Worldwide distribution of End User Experience

Notice all the red circles in the above screenshot. Each red circle indicates frustrated users. One particular interesting fact in this dashboard is that the average web page response time (upper right corner) remains stable and well below the one-second mark. This means that the system in general is still running fine and not in general melt-down mode. However, it also shows why it is not good to rely on averages for actual monitoring and why server-side response times alone are not enough. Your end-users are at the edge, around the world, and not sitting next to one of Amazon's data centers.

The next thing that the operations team did was look at the application flow. They were hoping for something big to show up immediately, but nothing much out of the ordinary showed up.

Complete Application Flow

This is not really surprising; they were looking at an application flow overview of about half a million transactions - the averaging effect in full action.

The interesting takeaway however was although user experience suffered across the board, it could not be attributed to a general meltdown of the environment. It was time to look at specific transaction types and their baselines.

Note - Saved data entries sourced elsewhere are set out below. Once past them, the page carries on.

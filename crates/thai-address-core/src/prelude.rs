//! Common types and traits, for `use thai_address_core::prelude::*;`.

pub use crate::common::{DbStats, Locale};
pub use crate::error::{AddressError, Result, SearchError};
pub use crate::model::{AddressDb, AddressHit, HitField, SearchParams};
pub use crate::provider::{DataSource, ProviderConfig, ThaiAddressProvider};
pub use crate::router::{QueryKind, QueryRouter, RouterConfig};
pub use crate::session::{SearchSession, SearchStatus, SearchView};
pub use crate::traits::{AddressProvider, AddressSearch, NameMatch};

High-level Performance dashboard that shows a response time violation

In the dashboard above, the marked and highlighted upper right chart shows that one particular service call in the application was off the charts. The dashboard also shows that at the same time the CPU (lower left corner) of one of their servers was exhausted. Were the two events related even though they occurred on different hosts? A detailed look at the offending request type revealed something very interesting.

Detailed Performance Analysis of the offending request showing that most of the CPU is spent in XML and XSLT processing

The highlighted chart in the middle shows the CPU distribution of the offending service calls. CPU was spiking and the root cause could be attributed to XML processing and subsequent XSL transformations. This is indicated by the yellow and blue bars that represent XML and XSL processing, respectively. This was the reason for the CPU exhaustion noticed earlier.

However, having determined the likely root cause for the slow down the PointInFact team took a step back and asked which users and documents were impacted by this.

This shows which End Users are impacted by the performance issue - focus on the last page load taking ~360s

This was very important for two reasons. First, it allowed them to be proactive with their own users who experienced slowdowns. Second, it further isolated the real problem area.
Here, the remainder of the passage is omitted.